A Category With a Name and a Number
In 2024, Gartner made a prediction that quietly changed the conversation for enterprise security teams. By 2028, enterprise spending on battling misinformation and disinformation will surpass US$30 billion, representing 10% of combined marketing and cybersecurity budgets. By 2027, Gartner predicts that 50% of enterprises will be investing in disinformation security products or TrustOps strategies, up from less than 5% today.
The World Economic Forum named mis- and disinformation the number one global short-term risk for two consecutive years, in 2025 and again in 2026.
These are not abstract projections. They reflect a shift already underway in how boards, CISOs, and enterprise risk teams are thinking about the information environment their organisations operate in.
The Problem With the Existing Vocabulary
The challenge for most enterprise teams is that the existing vocabulary does not fit the problem.
Social listening tools measure what is being said about your brand. That is useful, but it is not the same as detecting whether the people saying it are real. Sentiment monitoring tells you how people feel. It does not tell you whether the sentiment is authentic or manufactured at scale by a coordinated network of inauthentic accounts.
Fact-checking services assess whether specific claims are true or false. They operate after the fact.

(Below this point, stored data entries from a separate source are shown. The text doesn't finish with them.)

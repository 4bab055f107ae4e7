use indexmap::IndexMap;

/// Where each record of a seekable MGF source starts.
///
/// Maps a spectrum identifier to the byte offset of the `BEGIN IONS` line opening its
/// record, in file order.
#[derive(Debug, Default, Clone)]
pub struct OffsetIndex {
    offsets: IndexMap<Box<str>, u64>,
    built: bool,
}

impl OffsetIndex {
    #[inline]
    pub fn get(&self, spectrum_id: &str) -> Option<u64> {
        self.offsets.get(spectrum_id).copied()
    }

    /// Record `spectrum_id` at `offset`, returning the offset it replaced.
    /// A repeated identifier keeps its place in file order.
    pub fn insert(&mut self, spectrum_id: impl Into<Box<str>>, offset: u64) -> Option<u64> {
        self.offsets.insert(spectrum_id.into(), offset)
    }

    pub fn len(&self) -> usize {
        self.offsets.len()
    }

    pub fn is_empty(&self) -> bool {
        self.offsets.is_empty()
    }

    /// Whether a full scan of the source has completed. A built index may still be empty.
    pub fn is_built(&self) -> bool {
        self.built
    }

    pub(crate) fn mark_built(&mut self) {
        self.built = true;
    }
}
impl<R: io::Read, T: TitleParser> MGFReaderType<R, T> {
    /// Create a new, unindexed MGF parser using `title_parser` to interpret titles
    pub fn with_title_parser(file: R, title_parser: T) -> Self {
        let handle = io::BufReader::with_capacity(1 << 16, file);
        Self {
            handle,
            state: MGFParserState::Start,
            title_parser,
            line_number: 0,
            index: OffsetIndex::default(),
        }
    }

    fn fail(&mut self, error: MGFError) -> MGFError {
        self.state = MGFParserState::Error;
        error
    }

    fn parse_peak_from_line(
        &mut self,
        line: &str,
        builder: &mut PeakListBuilder,
    ) -> Result<bool, MGFError> {
        if !line.starts_with(|c: char| c.is_ascii_digit()) {
            return Ok(false);
        }
        let mut it = line.split_ascii_whitespace();
        let (mz_token, intensity_token) = match (it.next(), it.next()) {
            (Some(mz), Some(intensity)) => (mz, intensity),
            _ => {
                return Err(self.fail(MGFError::NotEnoughColumnsForPeakLine {
                    line_number: self.line_number,
                    line: line.to_string(),
                }))
            }
        };
        match (mz_token.parse::<f64>(), intensity_token.parse::<f32>()) {
            (Ok(mz), Ok(intensity)) => {
                builder.mz_array.push(mz);
                builder.intensity_array.push(intensity);
                Ok(true)
            }
            _ => Err(self.fail(MGFError::MalformedPeakLine {
                line_number: self.line_number,
                line: line.to_string(),
            })),
        }
    }

    fn parse_charge(&mut self, value: &str) -> Result<i32, MGFError> {
        let (sign, value, tail_sign) = if let Some(stripped) = value.strip_suffix('+') {
            (1, stripped, true)
        } else if let Some(stripped) = value.strip_suffix('-') {
            (-1, stripped, true)
        } else {
            (1, value, false)
        };

        if tail_sign && (value.starts_with('-') || value.starts_with('+')) {
            return Err(self.fail(MGFError::MalformedHeaderLine {
                line_number: self.line_number,
                message: format!("Could not parse charge value {value}"),
            }));
        }

        match value.trim().parse::<i32>() {
            Ok(z) => Ok(sign * z),
            Err(e) => Err(self.fail(MGFError::MalformedHeaderLine {
                line_number: self.line_number,
                message: format!("Could not parse charge value {value} : {e}"),
            })),
        }
    }

    fn parse_pepmass(&mut self, value: &str) -> Result<f64, MGFError> {
        let token = match value.split_ascii_whitespace().next() {
            Some(token) => token,
            None => {
                return Err(self.fail(MGFError::MalformedHeaderLine {
                    line_number: self.line_number,
                    message: "No m/z value in PEPMASS header".into(),
                }))
            }
        };
        token.parse::<f64>().map_err(|e| {
            self.fail(MGFError::MalformedHeaderLine {
                line_number: self.line_number,
                message: format!("Malformed m/z value in PEPMASS header {value}: {e}"),
            })
        })
    }

    fn handle_scan_header(
        &mut self,
        line: &str,
        builder: &mut PeakListBuilder,
    ) -> Result<bool, MGFError> {
        if self.parse_peak_from_line(line, builder)? {
            self.state = MGFParserState::Peaks;
            Ok(true)
        } else if line == "END IONS" {
            self.state = MGFParserState::Between;
            Ok(false)
        } else if let Some((key, value)) = line.split_once('=') {
            let value = value.trim();
            match key {
                "TITLE" => {
                    builder.raw_title = value.to_string();
                    match self.title_parser.parse_title(value) {
                        Some(title) => builder.title = Some(title),
                        None => {
                            let expected = self.title_parser.expected();
                            return Err(self.fail(MGFError::MalformedTitle {
                                line_number: self.line_number,
                                title: value.to_string(),
                                expected,
                            }));
                        }
                    }
                }
                "PEPMASS" => builder.precursor_mz = Some(self.parse_pepmass(value)?),
                "CHARGE" => builder.precursor_charge = Some(self.parse_charge(value)?),
                _ => {
                    trace!("Ignoring header {key} on line {}", self.line_number);
                }
            }
            Ok(true)
        } else {
            Err(self.fail(MGFError::MalformedHeaderLine {
                line_number: self.line_number,
                message: format!("No '=' in header line {line:?}"),
            }))
        }
    }

    fn handle_peak(&mut self, line: &str, builder: &mut PeakListBuilder) -> Result<bool, MGFError> {
        if self.parse_peak_from_line(line, builder)? {
            Ok(true)
        } else if line == "END IONS" {
            self.state = MGFParserState::Between;
            Ok(false)
        } else {
            Err(self.fail(MGFError::MalformedPeakLine {
                line_number: self.line_number,
                line: line.to_string(),
            }))
        }
    }

    /// Outside of a record, wait for `BEGIN IONS` or a `TITLE=` line to open the next one.
    fn handle_between(
        &mut self,
        line: &str,
        builder: &mut PeakListBuilder,
    ) -> Result<bool, MGFError> {
        if line == "BEGIN IONS" {
            self.state = MGFParserState::ScanHeaders;
            builder.start_line = self.line_number;
            Ok(true)
        } else if line.starts_with("TITLE=") {
            self.state = MGFParserState::ScanHeaders;
            builder.start_line = self.line_number;
            self.handle_scan_header(line, builder)
        } else {
            if self.state == MGFParserState::Start && line.contains('=') {
                self.state = MGFParserState::FileHeader;
            }
            trace!("Skipping line {} outside of a record", self.line_number);
            Ok(true)
        }
    }

    fn read_line(&mut self, buffer: &mut String) -> io::Result<usize> {
        let b = self.handle.read_line(buffer)?;
        if b > 0 {
            self.line_number += 1;
        }
        Ok(b)
    }

    /// Read the next record's contents into `builder`, returning the number of bytes
    /// consumed and whether a record was opened.
    fn parse_into(&mut self, builder: &mut PeakListBuilder) -> Result<(usize, bool), MGFError> {
        let mut buffer = String::new();
        let mut work = true;
        let mut offset: usize = 0;
        let mut started = false;

        while work {
            buffer.clear();
            let b = match self.read_line(&mut buffer) {
                Ok(b) => b,
                Err(err) => return Err(self.fail(err.into())),
            };

            offset += b;
            if b == 0 {
                if matches!(
                    self.state,
                    MGFParserState::ScanHeaders | MGFParserState::Peaks
                ) {
                    let start_line = builder.start_line;
                    return Err(self.fail(MGFError::UnterminatedRecord {
                        line_number: start_line,
                    }));
                }
                self.state = MGFParserState::Done;
                break;
            }

            let line = buffer.trim();
            if line.is_empty() {
                continue;
            }

            work = match self.state {
                MGFParserState::Start | MGFParserState::FileHeader | MGFParserState::Between => {
                    self.handle_between(line, builder)?
                }
                MGFParserState::ScanHeaders => self.handle_scan_header(line, builder)?,
                MGFParserState::Peaks => self.handle_peak(line, builder)?,
                MGFParserState::Done | MGFParserState::Error => false,
            };
            if matches!(self.state, MGFParserState::ScanHeaders) {
                started = true;
            }
        }
        Ok((offset, started))
    }

    /// Read the next record from the stream, if there is one.
    ///
    /// Returns `None` once the stream is exhausted or after an error has been reported.
    pub fn read_next(&mut self) -> Option<Result<PeakList, MGFError>> {
        if matches!(self.state, MGFParserState::Done | MGFParserState::Error) {
            return None;
        }
        let mut builder = PeakListBuilder::default();
        match self.parse_into(&mut builder) {
            Ok((_, true)) => {
                let line_number = self.line_number;
                Some(builder.build(line_number).map_err(|e| self.fail(e)))
            }
            Ok((_, false)) => None,
            Err(e) => Some(Err(e)),
        }
    }
}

They do not detect the coordination patterns that seed a false narrative hours before it reaches mainstream visibility.
The category that fills this gap is not social listening, not fact-checking, and not content moderation. It is a new operational layer: the infrastructure that sits between digital behaviour data and enterprise risk response.

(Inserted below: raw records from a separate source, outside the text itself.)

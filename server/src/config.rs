//! Failure-injection configuration
//!
//! One immutable snapshot built from the environment at process start.
//! Loading never fails: a missing or malformed value degrades to its
//! documented default, and each switch is interpreted independently of
//! the others.

/// Immutable snapshot of the failure switches and service endpoints
#[derive(Debug, Clone, PartialEq)]
pub struct FailureConfig {
    pub database_url: String,
    pub jwt_secret: String,
    pub payment_api_url: String,
    pub email_api_url: String,
    pub cache_url: String,
    pub api_key: String,

    // Failure simulation switches; any subset may be active
    pub db_failure: bool,
    pub payment_timeout: bool,
    pub auth_failure: bool,
    pub email_failure: bool,
    pub critical_failure: bool,
}

impl Default for FailureConfig {
    fn default() -> Self {
        Self::from_lookup(|_| None)
    }
}

impl FailureConfig {
    /// Build the snapshot from the process environment
    pub fn from_env() -> Self {
        Self::from_lookup(|key| std::env::var(key).ok())
    }

    /// Build the snapshot from an arbitrary variable source; tests pass a
    /// map instead of mutating the process environment
    pub fn from_lookup(lookup: impl Fn(&str) -> Option<String>) -> Self {
        let string = |key: &str, default: &str| lookup(key).unwrap_or_else(|| default.to_string());
        // Case-insensitive "true" enables a switch; anything else is off
        let switch = |key: &str| lookup(key).is_some_and(|value| value.eq_ignore_ascii_case("true"));

        Self {
            database_url: string("DATABASE_URL", "ecommerce.db"),
            jwt_secret: string("JWT_SECRET", "your-secret-key"),
            payment_api_url: string("PAYMENT_API_URL", "https://api.payments.internal/v1"),
            email_api_url: string("EMAIL_API_URL", "https://api.notifications.internal/v1"),
            cache_url: string("CACHE_URL", "redis://localhost:6379"),
            api_key: string("API_KEY", "default_api_key"),
            db_failure: switch("SIMULATE_DB_FAILURE"),
            payment_timeout: switch("SIMULATE_PAYMENT_TIMEOUT"),
            auth_failure: switch("SIMULATE_AUTH_FAILURE"),
            email_failure: switch("SIMULATE_EMAIL_FAILURE"),
            critical_failure: switch("SIMULATE_CRITICAL_FAILURE"),
        }
    }
}
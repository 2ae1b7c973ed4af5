//! Email axis: unreachable notification endpoint, single shot.

use crate::config::FailureConfig;
use crate::error::SimulatedFailure;
use shared::LogSink;

#[derive(Debug, Clone)]
pub struct EmailSimulator {
    active: bool,
}

impl EmailSimulator {
    pub fn from_config(config: &FailureConfig) -> Self {
        Self {
            active: config.email_failure,
        }
    }

    /// Send a notification email. Never retried; a failure is surfaced to
    /// the caller directly.
    pub fn send(&self, sink: &LogSink, recipient: &str) -> Result<(), SimulatedFailure> {
        sink.info(format!("Sending notification to {recipient}"));

        if self.active {
            sink.error("Email service connectivity problem");
            sink.error(format!("Failed to send notification email to {recipient}"));
            return Err(SimulatedFailure::EmailUnavailable);
        }

        sink.info(format!("Notification sent successfully to {recipient}"));
        Ok(())
    }
}
//! Shared log contract for the failure-injection demo backend
//!
//! The backend and its tooling share exactly one thing: the analyzer log
//! format. That contract lives here — the record types, the fixed line
//! format, and the append-only sink that writes it.

pub mod errors;
pub mod logging;

pub use errors::{SharedError, SharedResult};
pub use logging::{LogLevel, LogRecord, LogSink};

Behavioural Trust Infrastructure: A Working Definition
Behavioural trust infrastructure is the operational layer that helps organisations understand whether the digital behaviour they observe is real, coordinated, or manufactured, and take action on that intelligence.
Three characteristics define the category.
First, it is behavioural, not content-based. The detection methodology analyses temporal patterns, coordination signals, and network behaviour. It does not assess whether a claim is true or false. Verdicts are deterministic and explainable, not opinion-based, which matters enormously for enterprise compliance contexts.
Second, it covers the full operational stack. Detection (identifying inauthentic accounts and coordinated behaviour) feeds into intelligence (understanding the narrative being manufactured and its risk trajectory) which feeds into response (automating or informing the enterprise action). Most existing tools address one or two of these layers. Behavioural trust infrastructure integrates all three.
Third, it is enterprise infrastructure, not a research service. The outputs are operational: risk scores, early warning alerts, executive reports, and response playbooks. Not research papers.
Why This Matters Now for APAC Organisations
The coordinated manipulation campaigns that have historically targeted US and European listed companies are now a documented risk for Australian and broader APAC organisations. The mechanisms are identical: a core network of inauthentic accounts seeds a narrative, a larger amplification layer distributes it, and the story reaches media and investors before the organisation even knows it is under attack.
Australian financial services firms, listed mining and resources companies, pharmaceutical organisations in regulatory windows, and critical infrastructure operators are all in the exposure zone. The risk is not theoretical. Documented case studies across each of these sectors show attacks beginning 6 to 18 hours before traditional monitoring tools raise an alert.
The competitive dynamic in APAC is important context. The vendors that have defined this category to date are US-headquartered and predominantly serve US government and Fortune 500 clients. None has built for APAC enterprise procurement requirements, Australian data sovereignty constraints, or Five Eyes alignment contexts. The market is open.
What to Do With This Information
For enterprise risk, security, and communications teams, the practical question is straightforward: does your current monitoring capability tell you whether the digital behaviour targeting your organisation is real, coordinated, or manufactured? And does it tell you early enough to act?
If the answer is no, the gap is not a missing social media monitoring subscription. It is a missing infrastructure layer. That is precisely what the Gartner prediction is pointing at.